___ RECORDS PROVIDED ___
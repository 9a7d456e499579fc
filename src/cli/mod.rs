//! Terminal presentation: validates user input, calls into the store and
//! renders derived views as tables.

pub mod currency;
pub mod setup;
pub mod summary;
pub mod transactions;
pub mod ui;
___
For every entry above, write out an exact copy.

repository 9a7d456e499579fc
filename src/cli/mod.rs
//! Terminal presentation: validates user input, calls into the store and
//! renders derived views as tables.

pub mod currency;
pub mod setup;
pub mod summary;
pub mod transactions;
pub mod ui;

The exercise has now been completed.